Adán y Eva
Dios castigó a la humanidad por un acto cometido en el origen. Adán mordió la manzana que le ofreció su compañera Eva.
¿Qué padres no levantan el castigo del hijo (que al fin y al cabo es un niño) o no se apiadan en un acto de amor filial? En todo caso, todos fuimos niño o tuvimos hambre o no nos comprendieron.
¿No estaría famélico Adán y en un acto de solidaridad Eva le ofreció un poco de alimento? ¿No es un acto acaso de amor y humanidad? La cuestión no es la manzana ¿Qué otra cosa o atrocidad pudieron cometer Adán y Eva para que el Padre nos condenara por los siglos de los siglos? Si un antepasado de mi misma sangre fue psicópata o asesino ¿he de seguir encarcelado en la misma prisión, padeciendo los efectos de la pudredumbre de una mazmorra húmeda y fría?

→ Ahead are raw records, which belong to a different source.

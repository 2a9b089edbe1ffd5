//! pointbook - Command-line client for the Pointbook state store
//!
//! Each invocation opens the saved state, runs one command through the
//! store, writes the result back and exits.

use std::path::PathBuf;

use clap::{ArgGroup, Parser, Subcommand};
use libpointbook::storage::{FileStore, KeyValueStore};
use libpointbook::{
    Action, AppState, Bet, BetSpec, CartItem, Config, ItemId, PointbookError, Result,
    ShippingInfo, Store,
};

#[derive(Parser, Debug)]
#[command(name = "pointbook")]
#[command(version)]
#[command(about = "Manage points, bets, raffle entries and the merch cart")]
#[command(long_about = "\
pointbook - Manage points, bets, raffle entries and the merch cart

DESCRIPTION:
    pointbook is a command-line client for the Pointbook state store. Every
    command loads the saved state, applies one change, and saves it again.

COMMANDS:
    status      Show balance, bets, raffle entries and cart
    points      Add or subtract points
    bet         Place, settle or list bets
    raffle      Buy raffle entries
    cart        Manage the merchandise cart
    shipping    Set the shipping address
    dispatch    Apply a raw JSON action
    reset       Delete the saved state

USAGE EXAMPLES:
    # Place a bet of 100 points that pays 250
    pointbook bet place --amount 100 --potential-win 250 --detail team=Lions

    # Settle it as a win
    pointbook bet settle <BET_ID> --won

    # Show everything as JSON
    pointbook status --format json

    # Apply a raw action
    pointbook dispatch '{\"type\":\"ADD_USER_POINTS\",\"payload\":50}'

CONFIGURATION:
    Configuration file: ~/.config/pointbook/config.toml
    Data directory: ~/.local/share/pointbook

    Override with environment variables:
        POINTBOOK_CONFIG      - Path to config file
        POINTBOOK_DATA_DIR    - Path to data directory
        POINTBOOK_LOG_FORMAT  - Log format (text, json, pretty)
        POINTBOOK_LOG_LEVEL   - Log level (default: warn)

EXIT CODES:
    0 - Success
    1 - Storage or snapshot error
    2 - Configuration error
    3 - Invalid input (bad amount, unknown bet ID, malformed action, etc.)
")]
struct Cli {
    #[command(subcommand)]
    command: Commands,

    /// Enable verbose logging to stderr
    #[arg(short, long, global = true)]
    verbose: bool,

    /// Directory holding the saved state (overrides [storage].path)
    #[arg(long, global = true, env = "POINTBOOK_DATA_DIR")]
    data_dir: Option<PathBuf>,

    /// Path to the config file
    #[arg(long, global = true)]
    config: Option<PathBuf>,
}

#[derive(Subcommand, Debug)]
enum Commands {
    /// Show the current state
    Status {
        /// Output format: text or json
        #[arg(short, long, default_value = "text")]
        format: String,
    },

    /// Adjust the points balance
    Points {
        #[command(subcommand)]
        command: PointsCommand,
    },

    /// Place, settle or list bets
    Bet {
        #[command(subcommand)]
        command: BetCommand,
    },

    /// Raffle entries
    Raffle {
        #[command(subcommand)]
        command: RaffleCommand,
    },

    /// Merchandise cart
    Cart {
        #[command(subcommand)]
        command: CartCommand,
    },

    /// Shipping address
    Shipping {
        #[command(subcommand)]
        command: ShippingCommand,
    },

    /// Apply a raw JSON action ({"type": ..., "payload": ...})
    Dispatch {
        /// Action as JSON
        action: String,
    },

    /// Delete the saved state
    Reset,
}

#[derive(Subcommand, Debug)]
enum PointsCommand {
    /// Add points to the balance
    Add { amount: i64 },

    /// Subtract points from the balance
    Subtract { amount: i64 },
}

#[derive(Subcommand, Debug)]
enum BetCommand {
    /// Place a bet; prints the new bet ID
    Place {
        /// Points wagered
        #[arg(long)]
        amount: i64,

        /// Points paid out if the bet wins
        #[arg(long)]
        potential_win: i64,

        /// Extra bet details as key=value (repeatable)
        #[arg(long = "detail", value_parser = parse_detail)]
        details: Vec<(String, serde_json::Value)>,
    },

    /// Settle an active bet
    #[command(group(ArgGroup::new("outcome").required(true).args(["won", "lost"])))]
    Settle {
        /// Bet ID
        bet_id: i64,

        /// The bet won
        #[arg(long)]
        won: bool,

        /// The bet lost
        #[arg(long)]
        lost: bool,
    },

    /// List bets
    List {
        /// Output format: text or json
        #[arg(short, long, default_value = "text")]
        format: String,

        /// List settled bets instead of active ones
        #[arg(long)]
        completed: bool,
    },
}

#[derive(Subcommand, Debug)]
enum RaffleCommand {
    /// Buy one raffle entry
    Enter,
}

#[derive(Subcommand, Debug)]
enum CartCommand {
    /// Add an item to the cart
    Add {
        /// Item ID (number or text)
        id: String,

        /// Item fields as key=value (repeatable)
        #[arg(long = "detail", value_parser = parse_detail)]
        details: Vec<(String, serde_json::Value)>,
    },

    /// Remove an item from the cart
    Remove {
        /// Item ID (number or text)
        id: String,
    },

    /// Empty the cart
    Clear,
}

#[derive(Subcommand, Debug)]
enum ShippingCommand {
    /// Replace the shipping address
    Set {
        #[arg(long, default_value = "")]
        name: String,
        #[arg(long, default_value = "")]
        address: String,
        #[arg(long, default_value = "")]
        city: String,
        #[arg(long, default_value = "")]
        state: String,
        #[arg(long, default_value = "")]
        zip: String,
    },
}

#[tokio::main]
async fn main() {
    let cli = Cli::parse();

    libpointbook::logging::from_env(cli.verbose).init();

    if let Err(e) = run(cli).await {
        eprintln!("Error: {}", e);
        std::process::exit(e.exit_code());
    }
}

async fn run(cli: Cli) -> Result<()> {
    let mut config = match &cli.config {
        Some(path) => Config::load_from_path(path)?,
        None => Config::load()?,
    };
    if let Some(dir) = &cli.data_dir {
        config.storage.path = dir.to_string_lossy().into_owned();
    }
    tracing::debug!(data_dir = %config.storage_dir().display(), "Using data directory");

    if let Commands::Reset = cli.command {
        let storage = FileStore::new(config.storage_dir());
        storage.remove(&config.storage.key).await?;
        println!("Saved state removed from {}", storage.dir().display());
        return Ok(());
    }

    let store = Store::from_config(&config).await?;
    let result = execute(&store, cli.command);

    // Persist whatever the command changed, even when it then failed
    let flushed = match &result {
        Ok(false) => Ok(()),
        _ => store.flush().await,
    };
    store.shutdown();

    result?;
    flushed
}

/// Run one command; returns whether the state may have changed
fn execute(store: &Store, command: Commands) -> Result<bool> {
    match command {
        Commands::Status { format } => {
            cmd_status(store, &format)?;
            Ok(false)
        }
        Commands::Points { command } => {
            cmd_points(store, command)?;
            Ok(true)
        }
        Commands::Bet { command } => cmd_bet(store, command),
        Commands::Raffle {
            command: RaffleCommand::Enter,
        } => {
            store.add_raffle_entry();
            println!("Raffle entries: {}", store.raffle_entries());
            Ok(true)
        }
        Commands::Cart { command } => {
            cmd_cart(store, command)?;
            Ok(true)
        }
        Commands::Shipping {
            command:
                ShippingCommand::Set {
                    name,
                    address,
                    city,
                    state,
                    zip,
                },
        } => {
            store.update_shipping_info(ShippingInfo {
                name,
                address,
                city,
                state,
                zip_code: zip,
            });
            Ok(true)
        }
        Commands::Dispatch { action } => cmd_dispatch(store, &action),
        // Handled before the store is opened
        Commands::Reset => Ok(false),
    }
}

/// Show the current state
fn cmd_status(store: &Store, format: &str) -> Result<()> {
    validate_format(format)?;
    let state = store.state();

    if format == "json" {
        println!("{}", serde_json::to_string_pretty(&state)?);
    } else {
        output_status_text(&state);
    }
    Ok(())
}

fn output_status_text(state: &AppState) {
    println!("Points: {}", state.user_points);
    println!(
        "Active bets: {} ({} points at stake)",
        state.user_bets.len(),
        state.points_at_stake()
    );
    println!("Completed bets: {}", state.completed_bets.len());
    println!("Raffle entries: {}", state.raffle_entries);
    println!("Cart items: {}", state.cart.len());

    let ship = &state.shipping_info;
    if ship.name.is_empty() && ship.address.is_empty() {
        println!("Ship to: (not set)");
    } else {
        println!(
            "Ship to: {}, {}, {} {} {}",
            ship.name, ship.address, ship.city, ship.state, ship.zip_code
        );
    }
}

fn cmd_points(store: &Store, command: PointsCommand) -> Result<()> {
    match command {
        PointsCommand::Add { amount } => {
            require_non_negative("amount", amount)?;
            store.add_points(amount);
        }
        PointsCommand::Subtract { amount } => {
            require_non_negative("amount", amount)?;
            store.subtract_points(amount);
        }
    }
    println!("{}", store.points());
    Ok(())
}

fn cmd_bet(store: &Store, command: BetCommand) -> Result<bool> {
    match command {
        BetCommand::Place {
            amount,
            potential_win,
            details,
        } => {
            if amount <= 0 {
                return Err(PointbookError::InvalidInput(format!(
                    "Bet amount must be positive, got {}",
                    amount
                )));
            }
            require_non_negative("potential win", potential_win)?;

            let spec = details
                .into_iter()
                .fold(BetSpec::new(amount, potential_win), |spec, (key, value)| {
                    spec.with_detail(key, value)
                });
            let bet = store.place_bet(spec);
            println!("{}", bet.id);
            Ok(true)
        }
        BetCommand::Settle { bet_id, won, .. } => {
            let bet = store.simulate_bet_completion(bet_id, won).ok_or_else(|| {
                PointbookError::InvalidInput(format!("No active bet with ID {}", bet_id))
            })?;
            println!("{}", bet.result.as_deref().unwrap_or_default());
            Ok(true)
        }
        BetCommand::List { format, completed } => {
            validate_format(&format)?;
            let bets = if completed {
                store.completed_bets()
            } else {
                store.active_bets()
            };

            if format == "json" {
                println!("{}", serde_json::to_string_pretty(&bets)?);
            } else {
                output_bets_text(&bets);
            }
            Ok(false)
        }
    }
}

fn output_bets_text(bets: &[Bet]) {
    for bet in bets {
        println!(
            "{} | {} | {} -> {} | {}",
            bet.id,
            bet.status,
            bet.amount,
            bet.potential_win,
            bet.time_placed.format("%Y-%m-%d %H:%M:%S")
        );
    }
}

fn cmd_cart(store: &Store, command: CartCommand) -> Result<()> {
    match command {
        CartCommand::Add { id, details } => {
            let item = details
                .into_iter()
                .fold(CartItem::new(ItemId::parse(&id)), |item, (key, value)| {
                    item.with_field(key, value)
                });
            if !store.add_to_cart(item) {
                return Err(PointbookError::InvalidInput(format!(
                    "Item {} is already in the cart",
                    id
                )));
            }
        }
        CartCommand::Remove { id } => {
            if !store.remove_from_cart(ItemId::parse(&id)) {
                return Err(PointbookError::InvalidInput(format!(
                    "No cart item with ID {}",
                    id
                )));
            }
        }
        CartCommand::Clear => store.clear_cart(),
    }
    println!("Cart items: {}", store.cart().len());
    Ok(())
}

fn cmd_dispatch(store: &Store, text: &str) -> Result<bool> {
    let action = Action::from_json_str(text)
        .map_err(|e| PointbookError::InvalidInput(format!("Malformed action: {}", e)))?;

    if action == Action::Unknown {
        eprintln!("Ignored unknown action");
        return Ok(false);
    }

    let kind = action.kind();
    let changed = store.dispatch(action);
    println!("{} {}", kind, if changed { "applied" } else { "had no effect" });
    Ok(changed)
}

fn validate_format(format: &str) -> Result<()> {
    if format != "text" && format != "json" {
        return Err(PointbookError::InvalidInput(format!(
            "Invalid format '{}'. Must be 'text' or 'json'",
            format
        )));
    }
    Ok(())
}

fn require_non_negative(what: &str, value: i64) -> Result<()> {
    if value < 0 {
        return Err(PointbookError::InvalidInput(format!(
            "{} must not be negative, got {}",
            what, value
        )));
    }
    Ok(())
}

/// Parse `key=value`; the value is read as JSON when it parses, text otherwise
fn parse_detail(s: &str) -> std::result::Result<(String, serde_json::Value), String> {
    let (key, value) = s
        .split_once('=')
        .ok_or_else(|| format!("expected key=value, got '{}'", s))?;
    if key.is_empty() {
        return Err(format!("empty key in '{}'", s));
    }
    let value = serde_json::from_str(value)
        .unwrap_or_else(|_| serde_json::Value::String(value.to_string()));
    Ok((key.to_string(), value))
}

#[cfg(test)]
mod tests {
    use super::*;
    use serde_json::json;

    #[test]
    fn test_parse_detail() {
        assert_eq!(parse_detail("team=Lions").unwrap(), ("team".to_string(), json!("Lions")));
        assert_eq!(parse_detail("odds=2.5").unwrap(), ("odds".to_string(), json!(2.5)));
        assert_eq!(parse_detail("note=a=b").unwrap(), ("note".to_string(), json!("a=b")));
        assert!(parse_detail("novalue").is_err());
        assert!(parse_detail("=x").is_err());
    }

    #[test]
    fn test_validate_format() {
        assert!(validate_format("text").is_ok());
        assert!(validate_format("json").is_ok());
        assert_eq!(validate_format("xml").unwrap_err().exit_code(), 3);
    }

    #[test]
    fn test_cli_parses_settle_outcome() {
        let cli = Cli::try_parse_from(["pointbook", "bet", "settle", "42", "--won"]).unwrap();
        match cli.command {
            Commands::Bet {
                command: BetCommand::Settle { bet_id, won, lost },
            } => {
                assert_eq!(bet_id, 42);
                assert!(won);
                assert!(!lost);
            }
            other => panic!("unexpected command: {:?}", other),
        }

        assert!(Cli::try_parse_from(["pointbook", "bet", "settle", "42"]).is_err());
        assert!(Cli::try_parse_from(["pointbook", "bet", "settle", "42", "--won", "--lost"]).is_err());
    }
}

No me resigno, no me conformo. Iré al mercado, compraré toneladas de manzanas y las repartiré por todo el mundo a los pobres, a los niños de la guerra, a los enfermos de soledad y desamor, a los hambrientos, incluso a los que no padecen el hambre y también a los políticos. Estoy seguro que Dios lo comprenderá.